On-line version ISSN 1678-9199

J. Venom. Anim. Toxins incl. Trop. Dis vol.17 no.4 Botucatu  2011

http://dx.doi.org/10.1590/S1678-91992011000400001 

EDITOR'S VIEWPOINT

 

How to overcome the gap between basic research and clinical trials?

 

 

Barraviera B

Editor-in chief of The Journal of Venomous Animals and Toxins including Tropical Diseases, Center for the Study of Venoms and Venomous Animals (CEVAP), São Paulo State University (UNESP _ Univ Estadual Paulista), Botucatu, São Paulo State, Brazil

Correspondence to

 

 

Animal toxins are a major source of highly selective and efficient bioactive molecules that have led to the development of several new drugs. The broad biodiversity of venomous animals in Brazil is widely known, but the public research community dedicated to drug discovery and development, namely universities and research centers, has so far been confined to experimental laboratories, working in an isolated and fragmented fashion.
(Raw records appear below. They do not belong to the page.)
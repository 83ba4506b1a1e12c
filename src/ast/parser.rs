use crate::ast::token::check_nesting;
use crate::ast::{ASTNode, Operator, SpannedToken, Token};
use crate::config::DEFAULT_MAX_DEPTH;
use crate::error::FormulaError;
use crate::functions;
use log::{debug, trace};
use pest::error::InputLocation;
use pest::iterators::{Pair, Pairs};
use pest::Parser;
use pest_derive::Parser;

#[derive(Parser)]
#[grammar = "ast/formula.pest"]
pub struct FormulaParser;

impl FormulaParser {
    /// Splits a formula into tokens, rejecting any character outside the
    /// formula alphabet.
    ///
    /// A literal too large for `f64` still tokenizes (as infinity); only
    /// parsing rejects it.
    pub fn tokenize(input: &str) -> Result<Vec<SpannedToken>, FormulaError> {
        let root = FormulaParser::parse(Rule::tokens, input)
            .map_err(|e| unrecognized_character(input, e))?
            .next()
            .ok_or_else(|| FormulaError::syntax("failed to tokenize formula", 0))?;

        let mut tokens = Vec::new();
        for pair in root.into_inner() {
            let position = pair.as_span().start();
            let token = match pair.as_rule() {
                Rule::number => Token::Number(number_value(&pair)?),
                Rule::identifier => Token::Identifier(pair.as_str().to_string()),
                Rule::lparen => Token::LeftParen,
                Rule::rparen => Token::RightParen,
                Rule::comma => Token::Comma,
                Rule::EOI => continue,
                rule => Token::Operator(operator_for(rule).ok_or_else(|| unexpected(&pair))?),
            };
            tokens.push(SpannedToken { token, position });
        }
        trace!("Tokenized {:?} into {} tokens", input, tokens.len());
        Ok(tokens)
    }

    pub fn parse_expression(input: &str) -> Result<ASTNode, FormulaError> {
        Self::parse_with_depth(input, DEFAULT_MAX_DEPTH)
    }

    /// Parses one arithmetic expression, refusing parentheses (including
    /// those of function calls) nested deeper than `max_depth`.
    ///
    /// Every nesting level costs a few stack frames while the tree is built,
    /// so `max_depth` has to fit the calling thread's stack.
    pub fn parse_with_depth(input: &str, max_depth: usize) -> Result<ASTNode, FormulaError> {
        debug!("Parsing formula: {}", input);
        let tokens = Self::tokenize(input)?;
        if tokens.is_empty() {
            return Err(FormulaError::syntax("formula is empty", 0));
        }
        // Parentheses are the only recursion in the grammar and in the tree
        // builder below.
        check_nesting(&tokens, max_depth)
            .map_err(|(message, position)| FormulaError::syntax(message, position))?;

        let root = FormulaParser::parse(Rule::formula, input)
            .map_err(grammar_error)?
            .next()
            .ok_or_else(|| FormulaError::syntax("formula is empty", 0))?;

        let ast = Self::build_formula(root)?;
        debug!("Parsed {} tokens into a formula tree", tokens.len());
        Ok(ast)
    }

    fn build_formula(pair: Pair<Rule>) -> Result<ASTNode, FormulaError> {
        let start = pair.as_span().start();
        let sum = pair
            .into_inner()
            .find(|inner| inner.as_rule() == Rule::sum)
            .ok_or_else(|| FormulaError::syntax("expected an expression", start))?;
        Self::build_chain(sum)
    }

    /// Builds a `sum`, `product` or `exponent` rule into one flat chain.
    ///
    /// A rule with a single operand yields that operand unchanged, so
    /// precedence levels that add no operator add no tree depth.
    fn build_chain(pair: Pair<Rule>) -> Result<ASTNode, FormulaError> {
        let start = pair.as_span().start();
        let mut first = None;
        let mut rest = Vec::new();
        let mut pending: Option<(Operator, usize)> = None;

        for inner in pair.into_inner() {
            let position = inner.as_span().start();
            if let Some(operator) = operator_for(inner.as_rule()) {
                pending = Some((operator, position));
                continue;
            }

            let operand = match inner.as_rule() {
                Rule::product | Rule::exponent => Self::build_chain(inner)?,
                Rule::unary => Self::build_unary(inner)?,
                _ => return Err(unexpected(&inner)),
            };
            match (pending.take(), first.is_some()) {
                (Some((operator, _)), true) => rest.push((operator, operand)),
                (None, false) => first = Some(operand),
                _ => return Err(FormulaError::syntax("expected an operator", position)),
            }
        }

        if let Some((_, position)) = pending {
            return Err(FormulaError::syntax("incomplete expression", position));
        }
        let first = first.ok_or_else(|| FormulaError::syntax("expected an operand", start))?;
        if rest.is_empty() {
            return Ok(first);
        }
        Ok(ASTNode::Chain {
            first: Box::new(first),
            rest,
        })
    }

    /// `-` is exact, so a run of them keeps only its parity: `--x` is `x`.
    fn build_unary(pair: Pair<Rule>) -> Result<ASTNode, FormulaError> {
        let start = pair.as_span().start();
        let mut negated = false;
        let mut operand = None;

        for inner in pair.into_inner() {
            let position = inner.as_span().start();
            let node = match inner.as_rule() {
                Rule::negate => {
                    negated = !negated;
                    continue;
                }
                Rule::number => ASTNode::Number(literal(&inner)?),
                Rule::identifier => {
                    let name = inner.as_str();
                    if functions::is_function(name) {
                        return Err(FormulaError::syntax(
                            format!("function '{}' must be called with arguments", name),
                            position,
                        ));
                    }
                    ASTNode::Identifier(name.to_string())
                }
                Rule::group => {
                    let sum = inner
                        .into_inner()
                        .find(|part| part.as_rule() == Rule::sum)
                        .ok_or_else(|| FormulaError::syntax("expected an expression", position))?;
                    Self::build_chain(sum)?
                }
                Rule::call => Self::build_function_call(inner)?,
                _ => return Err(unexpected(&inner)),
            };
            operand = Some(node);
        }

        let operand = operand.ok_or_else(|| FormulaError::syntax("expected an operand", start))?;
        if negated {
            return Ok(ASTNode::Negate(Box::new(operand)));
        }
        Ok(operand)
    }

    fn build_function_call(pair: Pair<Rule>) -> Result<ASTNode, FormulaError> {
        let position = pair.as_span().start();
        let mut inner = pair.into_inner();
        let name = next_pair(&mut inner, position)?.as_str();
        let function = functions::lookup(name).ok_or_else(|| {
            FormulaError::syntax(format!("unknown function '{}'", name), position)
        })?;
        trace!("Building call to {}", name);

        let mut args = Vec::new();
        for part in inner {
            if part.as_rule() != Rule::arguments {
                continue;
            }
            for argument in part.into_inner().filter(|p| p.as_rule() == Rule::sum) {
                args.push(Self::build_chain(argument)?);
            }
        }

        if args.len() != function.arity {
            return Err(FormulaError::arity(
                name,
                function.arity,
                args.len(),
                Some(position),
            ));
        }

        Ok(ASTNode::FunctionCall {
            name: name.to_string(),
            args,
        })
    }
}

fn operator_for(rule: Rule) -> Option<Operator> {
    match rule {
        Rule::add => Some(Operator::Add),
        Rule::subtract => Some(Operator::Subtract),
        Rule::multiply => Some(Operator::Multiply),
        Rule::divide => Some(Operator::Divide),
        Rule::power => Some(Operator::Power),
        _ => None,
    }
}

fn number_value(pair: &Pair<Rule>) -> Result<f64, FormulaError> {
    pair.as_str().parse::<f64>().map_err(|e| {
        FormulaError::syntax(format!("invalid number: {}", e), pair.as_span().start())
    })
}

fn literal(pair: &Pair<Rule>) -> Result<f64, FormulaError> {
    let value = number_value(pair)?;
    if !value.is_finite() {
        return Err(FormulaError::syntax(
            "number literal is too large",
            pair.as_span().start(),
        ));
    }
    Ok(value)
}

fn next_pair<'i>(
    pairs: &mut Pairs<'i, Rule>,
    position: usize,
) -> Result<Pair<'i, Rule>, FormulaError> {
    pairs
        .next()
        .ok_or_else(|| FormulaError::syntax("incomplete expression", position))
}

fn unexpected(pair: &Pair<Rule>) -> FormulaError {
    FormulaError::syntax(
        format!(
            "unexpected {} '{}'",
            describe_rule(&pair.as_rule()),
            pair.as_str()
        ),
        pair.as_span().start(),
    )
}

fn error_position(location: &InputLocation) -> usize {
    match location {
        InputLocation::Pos(position) => *position,
        InputLocation::Span((start, _)) => *start,
    }
}

fn unrecognized_character(input: &str, error: pest::error::Error<Rule>) -> FormulaError {
    let position = error_position(&error.location);
    match input.get(position..).and_then(|rest| rest.chars().next()) {
        Some(c) => FormulaError::syntax(format!("unrecognized character {:?}", c), position),
        None => grammar_error(error),
    }
}

fn grammar_error(error: pest::error::Error<Rule>) -> FormulaError {
    let position = error_position(&error.location);
    let error = error.renamed_rules(describe_rule);
    FormulaError::syntax(error.variant.message().into_owned(), position)
}

fn describe_rule(rule: &Rule) -> String {
    let description = match rule {
        Rule::number => "number",
        Rule::identifier => "variable",
        Rule::call => "function call",
        Rule::group => "parenthesized expression",
        Rule::arguments => "argument list",
        Rule::sum | Rule::product | Rule::exponent | Rule::unary => "operand",
        Rule::add => "'+'",
        Rule::subtract | Rule::negate => "'-'",
        Rule::multiply => "'*'",
        Rule::divide => "'/'",
        Rule::power => "'^'",
        Rule::lparen => "'('",
        Rule::rparen => "')'",
        Rule::comma => "','",
        Rule::EOI => "end of formula",
        _ => "expression",
    };
    description.to_string()
}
As a result, basic research findings are published but rarely move forward.

The entire process of bringing a new medicine to the market includes discovery, preclinical research (in vivo and in vitro), clinical trials, and launch. This expensive and lengthy process takes about 10-15 years.

The creation of a Center for Bioprospecting and Clinical Trials would be a way to overcome the existing gap between basic research and clinical research. It would be an innovative project dedicated to prospecting bioactive molecules, conducting preclinical and clinical trials, culminating with technology transfer to both public and private sites, as well as accelerating the production of previously identified drug candidates currently at more advanced developmental stages, such as the snake venom-derived fibrin sealant developed by CEVAP.

Furthermore, the construction of pilot laboratories should be encouraged for the production of molecules in preclinical tests, particularly those against neglected tropical diseases. Only with this type of investment it would be possible to perform clinical trials from phase I and ease the pain for people who suffer from those problems.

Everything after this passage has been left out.